Par la suite, le terme "petit-nègre" qui caractérisait un français approximatif prétendument parlé par certains Africains, et qui se retrouve dans les "bulles" de Tintin au Congo, est aussi devenu politiquement incorrect, et les textes de certains albums de Tintin ont été corrigés (mais pas beaucoup dans Tintin au Congo).

Aux États-Unis, où l'épidémie du "politiquement correct" est particulièrement virulente, on en est à vouloir expurger certains textes de Mark Twain (1835 - 1910) qui contiennent le mot nègre. « Si l'on commence à pratiquer de telles censures, il faudra le faire dans certains textes de Martin Luther King, qui contiennent aussi le mot nègre », a remarqué un Canadien professeur de droit.

Dans un article d'Eduardo Rolland paru le 17 juin 2011 dans "La voz de Galicia", l'auteur fait remarquer que si Hergé devait être condamné pour des propos racistes, il faudrait mettre au pilori bien d'autres auteurs, en commençant par Homère qui, dans l'Iliade comme dans l'Odyssée, se révèle un machiste complet, et que même la Bible ne devrait pas être mise dans toutes les mains en raison des monstruosités que l'on peut lire dans l'Ancien Testament. Si vous voulez lire cet article (en espagnol), en voici l'URL.

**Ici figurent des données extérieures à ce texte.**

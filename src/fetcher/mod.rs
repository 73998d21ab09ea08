//! Package retrieval.
//!
//! [`PackageFetcher::fetch`] materializes a package's source into a freshly
//! allocated [`WorkingTree`] and parses its definition:
//!
//! - `.git` specifiers are cloned into `<tree>/src`
//! - registry names are streamed to `<tree>/package.tgz` (logging in first if
//!   this is the process's first registry fetch) and extracted into `<tree>/src`
//!
//! A fetch that fails releases the tree it allocated before returning the error,
//! so no orphaned directories survive a failed fetch.

use anyhow::{Context, Result};
use std::sync::Arc;
use tokio_util::sync::CancellationToken;

use crate::archive;
use crate::core::{cancellable, ensure_not_cancelled};
use crate::credentials::CredentialCache;
use crate::definition::PackageDefinition;
use crate::git::{GitRepo, ensure_git_available, strip_auth_from_url};
use crate::registry::RegistryClient;
use crate::source::SourceSpec;
use crate::workspace::{WorkingTree, WorkingTreeManager};

/// Where the working tree of a fetch is allocated.
#[derive(Debug, Clone, Copy)]
pub enum Placement<'a> {
    /// A fresh top-level tree.
    Root,
    /// The deterministic child slot of a dependency.
    Dependency {
        /// Tree of the package declaring the dependency
        parent: &'a WorkingTree,
        /// Declaration index of the dependency
        index: usize,
        /// Dependency name as declared
        name: &'a str,
    },
}

/// A materialized package ready to build.
#[derive(Debug)]
pub struct FetchedPackage {
    /// Tree holding the source; the caller owns its release.
    pub tree: WorkingTree,
    /// Parsed `kiln.json`
    pub definition: PackageDefinition,
}

/// Fetches packages from the registry or from git.
pub struct PackageFetcher {
    registry: Arc<dyn RegistryClient>,
    credentials: Arc<CredentialCache>,
    trees: WorkingTreeManager,
    cancel: CancellationToken,
}

impl PackageFetcher {
    /// Create a fetcher.
    pub fn new(
        registry: Arc<dyn RegistryClient>,
        credentials: Arc<CredentialCache>,
        trees: WorkingTreeManager,
        cancel: CancellationToken,
    ) -> Self {
        Self {
            registry,
            credentials,
            trees,
            cancel,
        }
    }

    /// The manager trees are allocated from.
    #[must_use]
    pub const fn trees(&self) -> &WorkingTreeManager {
        &self.trees
    }

    /// Allocate a tree at `placement`, materialize `spec` into it and parse its
    /// definition.
    pub async fn fetch(&self, spec: &SourceSpec, placement: Placement<'_>) -> Result<FetchedPackage> {
        ensure_not_cancelled(&self.cancel)?;
        tracing::info!("Fetching {spec}");

        let tree = match placement {
            Placement::Root => self.trees.allocate_root().await?,
            Placement::Dependency {
                parent,
                index,
                name,
            } => self.trees.allocate_child(parent, index, name).await?,
        };

        match self.materialize(spec, &tree).await {
            Ok(definition) => Ok(FetchedPackage {
                tree,
                definition,
            }),
            Err(error) => {
                let root = tree.root().to_path_buf();
                if let Err(release_error) = self.trees.release(tree).await {
                    tracing::warn!(
                        target: "workspace",
                        "Failed to remove working tree {} after failed fetch: {release_error:#}",
                        root.display()
                    );
                }
                Err(error)
            }
        }
    }

    async fn materialize(&self, spec: &SourceSpec, tree: &WorkingTree) -> Result<PackageDefinition> {
        let source_dir = tree.source_dir();

        match spec {
            SourceSpec::Repository(url) => {
                ensure_git_available().await?;
                let repo = cancellable(&self.cancel, GitRepo::clone(url, &source_dir)).await?;
                if let Ok(commit) = repo.head_commit().await {
                    tracing::debug!(target: "git", "Checked out {} at {commit}", strip_auth_from_url(url));
                }
            }
            SourceSpec::Registry(name) => {
                let credentials = cancellable(&self.cancel, self.credentials.credentials()).await?;
                let archive_path = tree.archive_path();
                let size = cancellable(
                    &self.cancel,
                    self.registry.fetch_archive(credentials, name, &archive_path),
                )
                .await
                .with_context(|| format!("Failed to download package '{name}'"))?;
                tracing::debug!("Downloaded {size} bytes for {name}");

                // Extraction runs on a blocking thread that cannot be interrupted,
                // so it is awaited to completion before the tree can be released.
                archive::extract(&archive_path, &source_dir).await?;
                ensure_not_cancelled(&self.cancel)?;
            }
        }

        cancellable(&self.cancel, PackageDefinition::load(&source_dir)).await
    }
}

Après la guerre, Hergé avoua que s'il devait récrire Tintin au Congo, il le ferait autrement. Par ailleurs, dans Le lotus bleu, Coke en stock, Le temple du soleil et Tintin au Tibet, il prend clairement parti pour des personnages qui ne sont pas d'ethnie occidentale.

En résumé, on ne peut juger les écrits d'autrefois avec la mentalité d'aujourd'hui. Hergé vivait dans son temps, et ne se posait probablement pas beaucoup de questions au sujet des colonies et de la race humaine. Le personnage de Tintin est néanmoins foncièrement tolérant et philantrope. Voilà pourquoi ceux qui veulent interdire la distribution de Tintin au Congo sous prétexte de racisme sont des imbéciles.